Astragalus (Astragalus membranaceus): A Field Entry
- Ramiro Raposo
- Apr 27
- 6 min read
This is part of the Sierra Lab Herbarium, a field reference for the botanicals and fungi we use. Each entry covers plant identity, traditional use, harvesting context, and how the ingredient behaves through spagyric extraction.

Botanical Profile
Common names: Astragalus, Huang Qi, Milk Vetch Root, Yellow Leader
Latin name: Astragalus membranaceus
Family: Fabaceae (legume family)
Native range: Northern and eastern China, Mongolia, Korea
Cultivated in: China (primary commercial source), the United States, Europe
Plant Description
Astragalus is a perennial herbaceous plant that grows between 40 and 80 centimeters tall under typical cultivation conditions.

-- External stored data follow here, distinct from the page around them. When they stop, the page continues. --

use clap::{Parser, Subcommand};
use rotation::{CountSpec, PolicyConfig, SourceKind, TimezoneMode};
use std::path::PathBuf;

/// Retention defaults used when no policies are configured.
pub const DEFAULT_HOURLY: &str = "72";
pub const DEFAULT_DAILY: &str = "7";
pub const DEFAULT_WEEKLY: &str = "6";
pub const DEFAULT_MONTHLY: &str = "12";
pub const DEFAULT_YEARLY: &str = "always";

/// Command line of the backup-warden binary
#[derive(Parser, Debug, Clone, Default)]
#[command(
    name = "backup-warden",
    version,
    about = "Rotate timestamped backups by minutely, hourly, daily, weekly, monthly and yearly retention"
)]
pub struct Args {
    #[arg(long, help = "Configuration file path")]
    pub config: Option<PathBuf>,

    #[arg(long, help = "Artifact source: local or s3")]
    pub source: Option<SourceKind>,

    #[arg(long, help = "S3 bucket holding the backups")]
    pub bucket: Option<String>,

    #[arg(long, help = "Traversal root (and policy pattern when no policies are configured)")]
    pub path: Option<String>,

    #[arg(long, help = "Regex with year/month/day[/hour/minute/second] or unixtime groups")]
    pub timestamp_pattern: Option<String>,

    #[arg(long, value_delimiter = ',', help = "Comma-separated include globs")]
    pub include: Vec<String>,

    #[arg(long, value_delimiter = ',', help = "Comma-separated exclude globs")]
    pub exclude: Vec<String>,

    #[arg(long, help = "Use modification times instead of names")]
    pub filestat: bool,

    #[arg(long, help = "Keep the newest backup of each bucket instead of the oldest")]
    pub prefer_recent: bool,

    #[arg(long, help = "Group backups by proximity instead of calendar boundaries")]
    pub relaxed: bool,

    #[arg(long, help = "Bucket in local time instead of UTC")]
    pub local_time: bool,

    #[arg(long, help = "Minutely backups to keep [default: 0]")]
    pub minutely: Option<String>,

    #[arg(long, help = "Hourly backups to keep [default: 72]")]
    pub hourly: Option<String>,

    #[arg(long, help = "Daily backups to keep [default: 7]")]
    pub daily: Option<String>,

    #[arg(long, help = "Weekly backups to keep [default: 6]")]
    pub weekly: Option<String>,

    #[arg(long, help = "Monthly backups to keep [default: 12]")]
    pub monthly: Option<String>,

    #[arg(long, help = "Yearly backups to keep [default: always]")]
    pub yearly: Option<String>,

    #[arg(long, help = "Delete backups marked for removal (dry run otherwise)")]
    pub delete: bool,

    #[arg(long, help = "Enable debug logging")]
    pub debug: bool,

    #[arg(long, help = "Print the rotation report as JSON")]
    pub json: bool,

    #[arg(long, help = "Write logs to this file")]
    pub log_file: Option<PathBuf>,

    #[command(subcommand)]
    pub command: Option<Commands>,
}

/// Subcommands besides the default rotation run
#[derive(Subcommand, Debug, Clone, Default)]
pub enum Commands {
    /// Scan, rotate and report (default behavior)
    #[default]
    Run,
    /// Show the effective configuration and exit
    Config {
        #[arg(long, help = "Show configuration in JSON format")]
        json: bool,
    },
    /// Validate configuration and exit
    Validate,
}

impl Args {
    /// Whether any per-policy flag was given.
    pub fn has_policy_flags(&self) -> bool {
        self.timestamp_pattern.is_some()
            || !self.include.is_empty()
            || !self.exclude.is_empty()
            || self.filestat
            || self.prefer_recent
            || self.relaxed
            || self.local_time
            || [
                &self.minutely,
                &self.hourly,
                &self.daily,
                &self.weekly,
                &self.monthly,
                &self.yearly,
            ]
            .iter()
            .any(|count| count.is_some())
    }

    /// The single policy used when none are configured.
    pub fn parameter_policy(&self, pattern: &str) -> PolicyConfig {
        let count = |value: &Option<String>, default: &str| {
            CountSpec::Expression(value.clone().unwrap_or_else(|| default.to_string()))
        };
        PolicyConfig {
            pattern: pattern.to_string(),
            minutely: count(&self.minutely, "0"),
            hourly: count(&self.hourly, DEFAULT_HOURLY),
            daily: count(&self.daily, DEFAULT_DAILY),
            weekly: count(&self.weekly, DEFAULT_WEEKLY),
            monthly: count(&self.monthly, DEFAULT_MONTHLY),
            yearly: count(&self.yearly, DEFAULT_YEARLY),
            relaxed: self.relaxed,
            prefer_recent: self.prefer_recent,
            timestamp_pattern: self.timestamp_pattern.clone(),
            filestat: self.filestat,
            include: self.include.clone(),
            exclude: self.exclude.clone(),
            timezone: if self.local_time {
                TimezoneMode::Local
            } else {
                TimezoneMode::Utc
            },
            ..PolicyConfig::default()
        }
    }
}

/// Utility functions for CLI operations
pub mod utils {
    use super::*;
    use crate::config::Configuration;
    use anyhow::{Context, Result, anyhow, bail};
    use rotation::PolicyResolver;
    use std::fs::OpenOptions;
    use std::path::Path;
    use std::sync::Mutex;
    use tracing::info;
    use tracing_subscriber::EnvFilter;

    /// Initialize logging: `info` by default, `debug` with `--debug`,
    /// `RUST_LOG` wins over both.
    pub fn init_logging(debug: bool, log_file: Option<&Path>) -> Result<()> {
        let level = if debug { "debug" } else { "info" };
        let filter = EnvFilter::try_from_default_env().unwrap_or_else(|_| EnvFilter::new(level));
        let builder = tracing_subscriber::fmt().with_env_filter(filter);

        match log_file {
            Some(path) => {
                let file = OpenOptions::new()
                    .create(true)
                    .append(true)
                    .open(path)
                    .with_context(|| format!("Failed to open log file {}", path.display()))?;
                builder
                    .with_ansi(false)
                    .with_writer(Mutex::new(file))
                    .try_init()
            }
            None => builder.with_writer(std::io::stderr).try_init(),
        }
        .map_err(|e| anyhow!("Failed to initialize logging: {e}"))
    }

    /// Load configuration and apply command line overrides.
    ///
    /// Without configured policies a single policy is built from the flags
    /// with `--path` as both pattern and traversal root.
    pub fn load_config(args: &Args) -> Result<Configuration> {
        let mut config = match &args.config {
            Some(path) => {
                Configuration::load_from_path(path).context("Failed to load configuration")?
            }
            None => Configuration::load().context("Failed to load configuration")?,
        };
        apply_overrides(&mut config, args)?;
        Ok(config)
    }

    /// Apply flags on top of a loaded configuration.
    pub fn apply_overrides(config: &mut Configuration, args: &Args) -> Result<()> {
        if let Some(source) = args.source {
            config.warden.source = source;
        }
        if let Some(bucket) = &args.bucket {
            config.s3.bucket = Some(bucket.clone());
        }
        if let Some(path) = &args.path {
            config.warden.path = Some(path.clone());
        }
        if args.delete {
            config.warden.delete = true;
        }
        if let Some(log_file) = &args.log_file {
            config.warden.log_file = Some(log_file.clone());
        }

        if !config.policies.is_empty() {
            if args.has_policy_flags() {
                bail!("Retention and pattern flags cannot be combined with configured policies");
            }
            return Ok(());
        }

        let Some(path) = config.warden.path.clone() else {
            bail!("--path is required when no policies are configured");
        };
        config.policies.push(args.parameter_policy(&path));
        Ok(())
    }

    /// Display configuration in human-readable or JSON format
    pub fn display_config(config: &Configuration, json: bool) -> Result<()> {
        if json {
            let json = serde_json::to_string_pretty(config)
                .context("Failed to serialize configuration to JSON")?;
            println!("{json}");
        } else {
            println!("backup-warden configuration:");
            println!("============================");
            println!("Source: {}", config.warden.source);
            match &config.warden.path {
                Some(path) => println!("Traversal root: {path}"),
                None => println!("Traversal: disabled (literal locations)"),
            }
            if let Some(bucket) = &config.s3.bucket {
                println!("Bucket: {bucket}");
            }
            println!("Delete: {}", config.warden.delete);
            println!(
                "Stale after: {}",
                humantime::format_duration(config.warden.stale_after)
            );
            for policy in &config.policies {
                println!(
                    "Policy {}: minutely={} hourly={} daily={} weekly={} monthly={} yearly={}",
                    policy.pattern,
                    policy.minutely,
                    policy.hourly,
                    policy.daily,
                    policy.weekly,
                    policy.monthly,
                    policy.yearly
                );
            }
        }
        Ok(())
    }

    /// Validate configuration and report any issues
    pub fn validate_config(config: &Configuration) -> Result<PolicyResolver> {
        info!("Validating configuration...");
        let resolver = config.resolver().context("Invalid configuration")?;
        info!(
            policies = resolver.bindings().len(),
            traversal = resolver.is_traversal(),
            "Configuration validation passed"
        );
        Ok(resolver)
    }

    /// Standard version information
    pub fn version_info() -> String {
        format!(
            "{} {} ({})",
            env!("CARGO_PKG_NAME"),
            env!("CARGO_PKG_VERSION"),
            env!("CARGO_PKG_RUST_VERSION")
        )
    }

}
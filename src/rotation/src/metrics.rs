//! Rotation Metrics
//!
//! Thread-safe counters shared by the per-location workers of a run.

use std::sync::Arc;
use std::sync::atomic::{AtomicU64, AtomicUsize, Ordering};

/// Thread-safe metrics for tracking rotation runs
#[derive(Debug, Clone)]
pub struct RotationMetrics {
    inner: Arc<MetricsInner>,
}

#[derive(Debug)]
struct MetricsInner {
    /// Number of locations rotated
    locations_rotated: AtomicUsize,
    /// Number of locations without a matching policy
    locations_unresolved: AtomicUsize,
    /// Total number of artifacts given a decision
    artifacts_evaluated: AtomicUsize,
    /// Total number of artifacts kept
    artifacts_kept: AtomicUsize,
    /// Total number of artifacts marked for removal
    artifacts_removed: AtomicUsize,
    /// Total number of artifacts removed by include/exclude filters
    artifacts_excluded: AtomicUsize,
    /// Total number of candidates with unparseable timestamps
    extraction_failures: AtomicUsize,
    /// Total bytes marked for removal
    bytes_removable: AtomicU64,
    /// Total duration in milliseconds
    total_duration_ms: AtomicU64,
}

impl Default for RotationMetrics {
    fn default() -> Self {
        Self::new()
    }
}

impl RotationMetrics {
    pub fn new() -> Self {
        Self {
            inner: Arc::new(MetricsInner {
                locations_rotated: AtomicUsize::new(0),
                locations_unresolved: AtomicUsize::new(0),
                artifacts_evaluated: AtomicUsize::new(0),
                artifacts_kept: AtomicUsize::new(0),
                artifacts_removed: AtomicUsize::new(0),
                artifacts_excluded: AtomicUsize::new(0),
                extraction_failures: AtomicUsize::new(0),
                bytes_removable: AtomicU64::new(0),
                total_duration_ms: AtomicU64::new(0),
            }),
        }
    }

    pub fn record_location_rotated(&self) {
        self.inner.locations_rotated.fetch_add(1, Ordering::Relaxed);
    }

    pub fn record_location_unresolved(&self) {
        self.inner
            .locations_unresolved
            .fetch_add(1, Ordering::Relaxed);
    }

    pub fn record_artifacts_evaluated(&self, count: usize) {
        self.inner
            .artifacts_evaluated
            .fetch_add(count, Ordering::Relaxed);
    }

    pub fn record_artifacts_kept(&self, count: usize) {
        self.inner.artifacts_kept.fetch_add(count, Ordering::Relaxed);
    }

    pub fn record_artifacts_removed(&self, count: usize) {
        self.inner
            .artifacts_removed
            .fetch_add(count, Ordering::Relaxed);
    }

    pub fn record_artifacts_excluded(&self, count: usize) {
        self.inner
            .artifacts_excluded
            .fetch_add(count, Ordering::Relaxed);
    }

    pub fn record_extraction_failures(&self, count: usize) {
        self.inner
            .extraction_failures
            .fetch_add(count, Ordering::Relaxed);
    }

    pub fn record_bytes_removable(&self, bytes: u64) {
        self.inner
            .bytes_removable
            .fetch_add(bytes, Ordering::Relaxed);
    }

    pub fn record_duration_ms(&self, duration_ms: u64) {
        self.inner
            .total_duration_ms
            .fetch_add(duration_ms, Ordering::Relaxed);
    }

    pub fn locations_rotated(&self) -> usize {
        self.inner.locations_rotated.load(Ordering::Relaxed)
    }

    pub fn locations_unresolved(&self) -> usize {
        self.inner.locations_unresolved.load(Ordering::Relaxed)
    }

    pub fn artifacts_evaluated(&self) -> usize {
        self.inner.artifacts_evaluated.load(Ordering::Relaxed)
    }

    pub fn artifacts_kept(&self) -> usize {
        self.inner.artifacts_kept.load(Ordering::Relaxed)
    }

    pub fn artifacts_removed(&self) -> usize {
        self.inner.artifacts_removed.load(Ordering::Relaxed)
    }

    pub fn artifacts_excluded(&self) -> usize {
        self.inner.artifacts_excluded.load(Ordering::Relaxed)
    }

    pub fn extraction_failures(&self) -> usize {
        self.inner.extraction_failures.load(Ordering::Relaxed)
    }

    pub fn bytes_removable(&self) -> u64 {
        self.inner.bytes_removable.load(Ordering::Relaxed)
    }

    pub fn total_duration_ms(&self) -> u64 {
        self.inner.total_duration_ms.load(Ordering::Relaxed)
    }
}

It is a legume. The root system is deep and well-developed, which is where the plant's medicinal value is concentrated. What most people encounter in commerce is not a leaf or a flower but a root: long, fibrous, pale yellow, and slightly sweet when chewed raw.
The stems are erect and lightly branched, covered in fine hairs. Leaves are pinnately compound, consisting of 12 to 18 pairs of small oval leaflets arranged symmetrically along a central stalk. The structure is clean and organized, typical of the legume family.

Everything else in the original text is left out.